Les manifestations dégénèrent en émeutes lorsque des moudjahidins et des partisans du parti Komala (kurde communiste) profitent de la situation pour semer le chaos, étant parfaitement organisés et armés. Les images des motards transmettant des consignes à divers groupes et des armes saisies témoignent en ce sens. Plus grave encore, 65 pistolets de fabrication américaine, ainsi que leurs munitions, sont découverts à Diwandara, dans le Kurdistan iranien et 142 fusils de chasse en Azerbaïdjan occidental ; ces armes devaient être distribués pour permettre à des individus d'abattre des manifestants et conséquemment provoquer le chaos dans le pays. Des fusils d'assaut, des dollars ainsi que du matériel technologique sont également saisis par la police iranienne.

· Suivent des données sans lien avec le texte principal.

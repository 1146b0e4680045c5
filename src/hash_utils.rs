//! Document hashing
//! Derives the on-chain key of a document from its full byte content

use std::fmt;
use std::path::Path;
use std::str::FromStr;

use serde::{Deserialize, Deserializer, Serialize, Serializer};
use sha2::{Digest, Sha256};
use tokio::{fs::File, io::AsyncReadExt};
use tracing::{debug, instrument};

use crate::error::{HashError, Result};
use crate::types::DocumentFile;

const READ_BUFFER_SIZE: usize = 64 * 1024;

/// `0x`-prefixed lowercase SHA-256 digest of a document
#[derive(Debug, Clone, PartialEq, Eq, Hash, PartialOrd, Ord)]
pub struct DocumentHash(String);

impl DocumentHash {
    /// Parses a hash string, normalizing hex digits to lowercase.
    pub fn parse(input: &str) -> std::result::Result<Self, HashError> {
        let trimmed = input.trim();
        let body = trimmed
            .strip_prefix("0x")
            .or_else(|| trimmed.strip_prefix("0X"))
            .ok_or_else(|| HashError::Malformed(input.to_string()))?;

        if body.len() != 64 || !body.bytes().all(|b| b.is_ascii_hexdigit()) {
            return Err(HashError::Malformed(input.to_string()));
        }

        Ok(Self(format!("0x{}", body.to_ascii_lowercase())))
    }

    fn from_digest(digest: &[u8]) -> Self {
        Self(format!("0x{}", hex::encode(digest)))
    }

    pub fn as_str(&self) -> &str {
        &self.0
    }
}

impl fmt::Display for DocumentHash {
    fn fmt(&self, f: &mut fmt::Formatter<'_>) -> fmt::Result {
        f.write_str(&self.0)
    }
}

impl FromStr for DocumentHash {
    type Err = HashError;

    fn from_str(s: &str) -> std::result::Result<Self, Self::Err> {
        Self::parse(s)
    }
}

impl Serialize for DocumentHash {
    fn serialize<S: Serializer>(&self, serializer: S) -> std::result::Result<S::Ok, S::Error> {
        serializer.serialize_str(&self.0)
    }
}

impl<'de> Deserialize<'de> for DocumentHash {
    fn deserialize<D: Deserializer<'de>>(deserializer: D) -> std::result::Result<Self, D::Error> {
        let raw = String::deserialize(deserializer)?;
        Self::parse(&raw).map_err(serde::de::Error::custom)
    }
}

/// Hashes a byte slice
pub fn hash_bytes(data: &[u8]) -> DocumentHash {
    DocumentHash::from_digest(&Sha256::digest(data))
}

/// Hashes an in-memory document
pub fn hash_document(file: &DocumentFile) -> DocumentHash {
    hash_bytes(&file.bytes)
}

/// Hashes file content at the given path without loading it whole
#[instrument]
pub async fn hash_file(path: &Path) -> Result<DocumentHash> {
    let mut file = File::open(path).await?;
    let mut hasher = Sha256::new();
    let mut buf = vec![0u8; READ_BUFFER_SIZE];
    let mut total = 0u64;

    loop {
        let n = file.read(&mut buf).await?;
        if n == 0 {
            break;
        }
        hasher.update(&buf[..n]);
        total += n as u64;
    }

    debug!(bytes = total, "hashed file");
    Ok(DocumentHash::from_digest(&hasher.finalize()))
}

#[cfg(test)]
mod tests {
    use super::*;
    use std::io::Write;

    #[test]
    fn test_known_digest() {
        assert_eq!(
            hash_bytes(b"abc").as_str(),
            "0xba7816bf8f01cfea414140de5dae2223b00361a396177a9cb410ff61f20015ad"
        );
    }

    #[test]
    fn test_hash_is_stable() {
        let input = b"%PDF-1.4 same bytes";
        assert_eq!(hash_bytes(input), hash_bytes(input));
    }

    #[test]
    fn test_distinct_content_distinct_hash() {
        assert_ne!(hash_bytes(b"document A"), hash_bytes(b"document B"));
    }

    #[test]
    fn test_shape() {
        let h = hash_bytes(b"");
        assert!(h.as_str().starts_with("0x"));
        assert_eq!(h.as_str().len(), 66);
        assert_eq!(h.as_str(), h.as_str().to_lowercase());
    }

    #[test]
    fn test_parse_normalizes_case() {
        let upper = "0xBA7816BF8F01CFEA414140DE5DAE2223B00361A396177A9CB410FF61F20015AD";
        assert_eq!(DocumentHash::parse(upper).unwrap(), hash_bytes(b"abc"));
    }

    #[test]
    fn test_parse_rejects_malformed() {
        assert!(DocumentHash::parse("ba7816bf").is_err());
        assert!(DocumentHash::parse("0x1234").is_err());
        assert!(DocumentHash::parse(&format!("0x{}", "g".repeat(64))).is_err());
    }

    #[tokio::test]
    async fn test_file_hash_matches_bytes_hash() {
        let content = vec![7u8; READ_BUFFER_SIZE * 2 + 13];
        let mut tmp = tempfile::NamedTempFile::new().unwrap();
        tmp.write_all(&content).unwrap();

        let from_file = hash_file(tmp.path()).await.unwrap();
        assert_eq!(from_file, hash_bytes(&content));
    }

    #[tokio::test]
    async fn test_missing_file_propagates_io_error() {
        let err = hash_file(Path::new("/nonexistent/doc.pdf")).await.unwrap_err();
        assert!(matches!(err, crate::error::Error::Io(_)));
    }
}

Vidéo : Armes saisies par la police iranienne
Le soupçon d'une action coordonnée contre l'Iran apparaît dans les cibles des émeutiers : des policiers sont brûlés vifs, poignardés ou égorgés[4], des ambulanciers pris pour cible et parfois exécutés[5], des pompiers attaqués et empêchés d’intervenir dans des situations d’urgences, des femmes se faisant arracher les vêtements, des civils pacifiques poignardés. Ce sont bien des points névralgiques du pays qui sont visés. Mais le plus inquiétant sont ces faits : un homme passé à tabac et menacé d’être décapité à Téhéran, un adolescent égorgé à Rasht au cri moqueur de « Hossein ! Hossein ! », des affiches commémoratives des vétérans de la guerre imposée par l'Irak (1980-1988) et de la guerre contre Dâ'esh brûlées, ainsi que des portraits du général Soleimani incendiés. L'ombre du mouvement takfiriste est bien là ! Si le fait que Mademoiselle Amini soit de confession sunnite peut éventuellement expliquer une mobilisation accrue parmi ses coreligionnaires pour certains enclins à la rébellion contre la république shî'ite (en majorité des Arabes du Khouzestan, des Baloutches et beaucoup plus modestement des Kurdes), il est très clair que ces faits évoqués correspondent aux méthodes et à la pensée des takfiristes de Dâ'esh. L'arrestation de certains d'entre eux prouvent leur présence parmi les fauteurs de trouble.[6] Que pouvons-nous alors en déduire, si ce n'est une réelle offensive contre l'Iran en y infiltrant ses pires ennemis. Ennemis takfiristes qui furent notamment transférés de Syrie en Azerbaïdjan lors de l'offensive du Haut-Karabakh en 2021 par la Turquie…[7] Il en va de même pour des mercenaires libyens engagés par la société privée turque Sadat.[8] Valérie Toranian écrit à ce sujet : « Erdogan a promis un « soutien total du peuple turc à ses frères azerbaïdjanais ». « Avec tous nos moyens », a-t-il précisé sur Twitter. Parmi ces « moyens » l’envoi de mercenaires syriens islamistes payés par l’État turc, unis sous la bannière de l’ANS (Armée nationale syrienne). Ceux-là même qu’Erdogan avait envoyés à la rescousse de Faïez Sarraj, chef du gouvernement de Tripoli pour repousser Haftar, chef de l’Armée nationale en Libye. Ceux-là même qui avaient pourchassé les Kurdes en Syrie […] On peut sans peine imaginer ce qui se produira lorsqu’ils pénètreront en territoire arménien. »[9]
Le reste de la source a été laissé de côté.